→ **WHAT TO DO**:
The data below holds a line containing "level, demoting its" and a line containing "pub(crate) fn rotate(&mut"; please quote exactly those two lines and every line between them, and nothing else.

→ **DATASET EXTRACT**:

****************************************

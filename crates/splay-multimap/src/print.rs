//! Inspection helpers: a human-readable tree dump and a per-entry
//! structural report. Thin wrappers over the traversal primitives; nothing
//! here splays or mutates.

use std::fmt::Debug;

use crate::node::NodeId;
use crate::tree::SplayMultimap;

/// One logical entry as seen by [`SplayMultimap::structure`]: the entry's
/// key/value plus the keys of its node's structural neighbors. Duplicate
/// values materialize as sibling records sharing their node's neighbor keys.
#[derive(Debug, Clone, PartialEq, Eq)]
pub struct StructureEntry<K, V> {
    pub key: K,
    pub value: V,
    pub parent: Option<K>,
    pub left: Option<K>,
    pub right: Option<K>,
}

enum Visit {
    Descend(NodeId, usize),
    Emit(NodeId, usize),
}

impl<K: Debug, V> SplayMultimap<K, V> {
    /// Renders the tree top-down, right subtree first, one node per line
    /// with indentation proportional to depth (so the output reads as the
    /// tree lying on its left side). Iterative, so deeply unbalanced shapes
    /// cannot overflow the call stack.
    pub fn render(&self) -> String {
        let mut out = String::new();
        let mut stack = Vec::new();
        if let Some(root) = self.root {
            stack.push(Visit::Descend(root, 0));
        }
        while let Some(visit) = stack.pop() {
            match visit {
                Visit::Descend(id, depth) => {
                    if let Some(l) = self.arena[id].l {
                        stack.push(Visit::Descend(l, depth + 1));
                    }
                    stack.push(Visit::Emit(id, depth));
                    if let Some(r) = self.arena[id].r {
                        stack.push(Visit::Descend(r, depth + 1));
                    }
                }
                Visit::Emit(id, depth) => {
                    let node = &self.arena[id];
                    out.push_str(&"    ".repeat(depth));
                    out.push_str(&format!("{:?}", node.key));
                    if node.has_duplicates() {
                        out.push_str(&format!(" (+{})", node.dups.len()));
                    }
                    out.push('\n');
                }
            }
        }
        out
    }
}

impl<K: Clone, V: Clone> SplayMultimap<K, V> {
    /// Produces one record per logical entry, in ascending key order, for
    /// external inspection and testing. A node's duplicates come first (as
    /// sibling records with the same structural neighbor keys), then its
    /// primary entry.
    pub fn structure(&self) -> Vec<StructureEntry<K, V>> {
        let mut out = Vec::with_capacity(self.len());
        let mut stack = Vec::new();
        let mut curr = self.root;
        while curr.is_some() || !stack.is_empty() {
            while let Some(id) = curr {
                stack.push(id);
                curr = self.arena[id].l;
            }
            let Some(id) = stack.pop() else { break };
            let node = &self.arena[id];
            let parent = node.p.map(|p| self.arena[p].key.clone());
            let left = node.l.map(|l| self.arena[l].key.clone());
            let right = node.r.map(|r| self.arena[r].key.clone());
            for dup in &node.dups {
                out.push(StructureEntry {
                    key: node.key.clone(),
                    value: dup.clone(),
                    parent: parent.clone(),
                    left: left.clone(),
                    right: right.clone(),
                });
            }
            out.push(StructureEntry {
                key: node.key.clone(),
                value: node.value.clone(),
                parent,
                left,
                right,
            });
            curr = node.r;
        }
        out
    }
}
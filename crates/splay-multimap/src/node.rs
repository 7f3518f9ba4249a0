//! Arena storage and link-level surgery.
//!
//! Nodes live in a `Vec` of slots addressed by `u32` ids; the parent link is
//! a plain back-index, so the parent/child cycle never becomes an ownership
//! cycle. Freed slots go on an intrusive vacant list and are reused by the
//! next allocation.
//!
//! Everything here is O(1) pointer surgery local to at most three nodes; the
//! tree-wide protocol (search, splay loop, splice deletion) lives in
//! [`crate::tree`].

use std::ops::{Index, IndexMut};

/// Arena index of a node.
pub(crate) type NodeId = u32;

/// One tree node: a distinct key, its primary value, and the stack of
/// duplicate values bound to the same key (insertion order, newest last).
#[derive(Debug, Clone)]
pub(crate) struct Node<K, V> {
    pub(crate) p: Option<NodeId>,
    pub(crate) l: Option<NodeId>,
    pub(crate) r: Option<NodeId>,
    pub(crate) key: K,
    pub(crate) value: V,
    pub(crate) dups: Vec<V>,
}

impl<K, V> Node<K, V> {
    fn new(key: K, value: V) -> Self {
        Self {
            p: None,
            l: None,
            r: None,
            key,
            value,
            dups: Vec::new(),
        }
    }

    pub(crate) fn push_duplicate(&mut self, value: V) {
        self.dups.push(value);
    }

    /// Pops the newest duplicate. Callers guard with [`Self::has_duplicates`];
    /// popping an empty sequence is an internal consistency violation.
    pub(crate) fn pop_duplicate(&mut self) -> Option<V> {
        self.dups.pop()
    }

    pub(crate) fn has_duplicates(&self) -> bool {
        !self.dups.is_empty()
    }
}

#[derive(Debug, Clone)]
enum Slot<K, V> {
    Vacant { next: Option<NodeId> },
    Occupied(Node<K, V>),
}

/// Slab of nodes with an intrusive free list over vacant slots.
#[derive(Debug, Clone)]
pub(crate) struct Arena<K, V> {
    slots: Vec<Slot<K, V>>,
    free: Option<NodeId>,
    occupied: usize,
}

impl<K, V> Arena<K, V> {
    pub(crate) fn new() -> Self {
        Self {
            slots: Vec::new(),
            free: None,
            occupied: 0,
        }
    }

    /// Number of live nodes (= distinct keys in the tree).
    pub(crate) fn node_count(&self) -> usize {
        self.occupied
    }

    /// Allocates a detached node, reusing a vacant slot when one exists.
    pub(crate) fn alloc(&mut self, key: K, value: V) -> NodeId {
        self.occupied += 1;
        let node = Node::new(key, value);
        match self.free {
            Some(id) => {
                let slot = &mut self.slots[id as usize];
                let Slot::Vacant { next } = *slot else {
                    unreachable!("free list points at an occupied slot");
                };
                self.free = next;
                *slot = Slot::Occupied(node);
                id
            }
            None => {
                let id = self.slots.len() as NodeId;
                self.slots.push(Slot::Occupied(node));
                id
            }
        }
    }

    /// Releases `id`'s slot onto the free list and returns the node.
    /// The caller is responsible for having unlinked it from the tree.
    pub(crate) fn release(&mut self, id: NodeId) -> Node<K, V> {
        let slot = std::mem::replace(
            &mut self.slots[id as usize],
            Slot::Vacant { next: self.free },
        );
        let Slot::Occupied(node) = slot else {
            unreachable!("released a vacant slot");
        };
        self.free = Some(id);
        self.occupied -= 1;
        node
    }

    pub(crate) fn clear(&mut self) {
        self.slots.clear();
        self.free = None;
        self.occupied = 0;
    }

    /// Sets `child` as `parent`'s left child and fixes the back-reference.
    /// The caller clears the child's previous parent link before moving it.
    pub(crate) fn attach_left(&mut self, parent: NodeId, child: Option<NodeId>) {
        self[parent].l = child;
        if let Some(c) = child {
            self[c].p = Some(parent);
        }
    }

    /// Mirror of [`Self::attach_left`] for the right slot.
    pub(crate) fn attach_right(&mut self, parent: NodeId, child: Option<NodeId>) {
        self[parent].r = child;
        if let Some(c) = child {
            self[c].p = Some(parent);
        }
    }

    pub(crate) fn is_root(&self, id: NodeId) -> bool {
        self[id].p.is_none()
    }

    /// Zig-zig test: `id` and its parent sit on the same side of their
    /// respective parents. Only meaningful when a grandparent exists.
    pub(crate) fn is_same_side_grandchild(&self, id: NodeId) -> bool {
        let Some(p) = self[id].p else { return false };
        let Some(g) = self[p].p else { return false };
        (self[p].l == Some(id)) == (self[g].l == Some(p))
    }

    /// Single elementary rotation: promotes `id` one level, demoting its
    /// former parent to be its child and handing the displaced subtree over.
    /// Rewires all three affected back-references and the grandparent's
    /// child slot in one step; a root node is left untouched.
    pub(crate) fn rotate(&mut self, id: NodeId) {
        let Some(p) = self[id].p else { return };
        let g = self[p].p;
        if self[p].l == Some(id) {
            let b = self[id].r;
            self[p].l = b;
            if let Some(b) = b {
                self[b].p = Some(p);
            }
            self[id].r = Some(p);
        } else {
            let b = self[id].l;
            self[p].r = b;
            if let Some(b) = b {
                self[b].p = Some(p);
            }
            self[id].l = Some(p);
        }
        self[p].p = Some(id);
        self[id].p = g;
        if let Some(g) = g {
            if self[g].l == Some(p) {
                self[g].l = Some(id);
            } else {
                self[g].r = Some(id);
            }
        }
    }
}

impl<K, V> Index<NodeId> for Arena<K, V> {
    type Output = Node<K, V>;

    fn index(&self, id: NodeId) -> &Node<K, V> {
        match &self.slots[id as usize] {
            Slot::Occupied(node) => node,
            Slot::Vacant { .. } => unreachable!("indexed a vacant slot"),
        }
    }
}

impl<K, V> IndexMut<NodeId> for Arena<K, V> {
    fn index_mut(&mut self, id: NodeId) -> &mut Node<K, V> {
        match &mut self.slots[id as usize] {
            Slot::Occupied(node) => node,
            Slot::Vacant { .. } => unreachable!("indexed a vacant slot"),
        }
    }
}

****************************************

→ **SOLUTION TO THIS PROBLEM**:
    /// Single elementary rotation: promotes `id` one level, demoting its
    /// former parent to be its child and handing the displaced subtree over.
    /// Rewires all three affected back-references and the grandparent's
    /// child slot in one step; a root node is left untouched.
    pub(crate) fn rotate(&mut self, id: NodeId) {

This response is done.